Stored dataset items
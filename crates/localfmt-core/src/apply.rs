//! Applying edit sequences to text.

use crate::text_edit::OffsetEdit;
use thiserror::Error;

#[derive(Debug, Clone, PartialEq, Eq, Error)]
/// Errors produced when an edit sequence cannot be applied.
pub enum EditError {
    #[error("edit starting at {start} overlaps the previous edit ending at {previous_end}")]
    /// Edits must be sorted and must not overlap.
    Overlapping {
        /// End offset of the previous edit.
        previous_end: usize,
        /// Start offset of the offending edit.
        start: usize,
    },

    #[error("edit range {start}..{end} is outside the document ({len} characters)")]
    /// An edit addresses characters past the end of the document.
    OutOfBounds {
        /// Start offset of the offending edit.
        start: usize,
        /// End offset of the offending edit.
        end: usize,
        /// Document length in characters.
        len: usize,
    },
}

/// Apply an ordered, non-overlapping edit sequence to `text`.
///
/// Offsets are character offsets into `text`. Each edit is interpreted against the
/// original text, so the edits do not shift each other.
pub fn apply_offset_edits(text: &str, edits: &[OffsetEdit]) -> Result<String, EditError> {
    let mut char_to_byte: Vec<usize> = text.char_indices().map(|(b, _)| b).collect();
    char_to_byte.push(text.len());
    let len = char_to_byte.len() - 1;

    let mut out = String::with_capacity(text.len());
    let mut cursor = 0;
    for edit in edits {
        if edit.start > edit.end || edit.end > len {
            return Err(EditError::OutOfBounds {
                start: edit.start,
                end: edit.end,
                len,
            });
        }
        if edit.start < cursor {
            return Err(EditError::Overlapping {
                previous_end: cursor,
                start: edit.start,
            });
        }
        out.push_str(&text[char_to_byte[cursor]..char_to_byte[edit.start]]);
        out.push_str(&edit.new_text);
        cursor = edit.end;
    }
    out.push_str(&text[char_to_byte[cursor]..]);

    Ok(out)
}

#[cfg(test)]
mod tests {
    use super::*;

    #[test]
    fn test_apply_in_order() {
        let edits = vec![
            OffsetEdit::new(0, 0, ">"),
            OffsetEdit::new(1, 3, "é"),
            OffsetEdit::new(4, 4, "!"),
        ];
        assert_eq!(apply_offset_edits("a日本b", &edits).unwrap(), ">aéb!");
    }

    #[test]
    fn test_insert_at_end_counts_chars() {
        // 4 chars, 8 bytes
        let text = "a日本b";
        assert_eq!(
            apply_offset_edits(text, &[OffsetEdit::new(4, 4, "!")]).unwrap(),
            "a日本b!"
        );
        assert!(matches!(
            apply_offset_edits(text, &[OffsetEdit::new(5, 5, "!")]),
            Err(EditError::OutOfBounds { len: 4, .. })
        ));
    }

    #[test]
    fn test_adjacent_edits() {
        let edits = vec![OffsetEdit::new(0, 1, "x"), OffsetEdit::new(1, 2, "y")];
        assert_eq!(apply_offset_edits("ab", &edits).unwrap(), "xy");
    }

    #[test]
    fn test_no_edits() {
        assert_eq!(apply_offset_edits("same", &[]).unwrap(), "same");
    }

    #[test]
    fn test_rejects_overlap() {
        let edits = vec![OffsetEdit::new(0, 3, ""), OffsetEdit::new(2, 4, "")];
        assert_eq!(
            apply_offset_edits("abcdef", &edits),
            Err(EditError::Overlapping {
                previous_end: 3,
                start: 2
            })
        );
    }

    #[test]
    fn test_rejects_out_of_bounds() {
        let edits = vec![OffsetEdit::new(2, 9, "")];
        assert!(matches!(
            apply_offset_edits("abc", &edits),
            Err(EditError::OutOfBounds { len: 3, .. })
        ));
    }
}
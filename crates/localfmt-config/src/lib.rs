#![warn(missing_docs)]
//! `localfmt-config` - data-driven external formatter configuration.
//!
//! This crate stays lightweight: it only knows how formatters are described (a command
//! template per platform, the languages it handles, an optional working directory) and how
//! to turn that description into a [`FormatterRegistry`] for the current platform. Running the
//! command is `localfmt-runner`'s job.
//!
//! Configuration problems never abort loading. They are returned as [`ConfigIssue`]s (and
//! logged through the `log` facade) so a host can surface them while the remaining formatters
//! stay usable.

mod error;
pub mod model;
pub mod platform;
pub mod registry;

pub use error::ConfigError;
pub use model::{CommandSpec, Config, FormatterConfig, WILDCARD_PLATFORM};
pub use platform::Platform;
pub use registry::{ConfigIssue, FormatterDefinition, FormatterRegistry, IssueSeverity};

TASK OBJECTIVE: Please restate, word for word, the lines of the entries that run from the first line through the one holding "pub enum EditError", and add nothing.

SOLUTION TO THIS TASK:
filename crates/localfmt-core/src/apply.rs
//! Applying edit sequences to text.

use crate::text_edit::OffsetEdit;
use thiserror::Error;

#[derive(Debug, Clone, PartialEq, Eq, Error)]
/// Errors produced when an edit sequence cannot be applied.
pub enum EditError {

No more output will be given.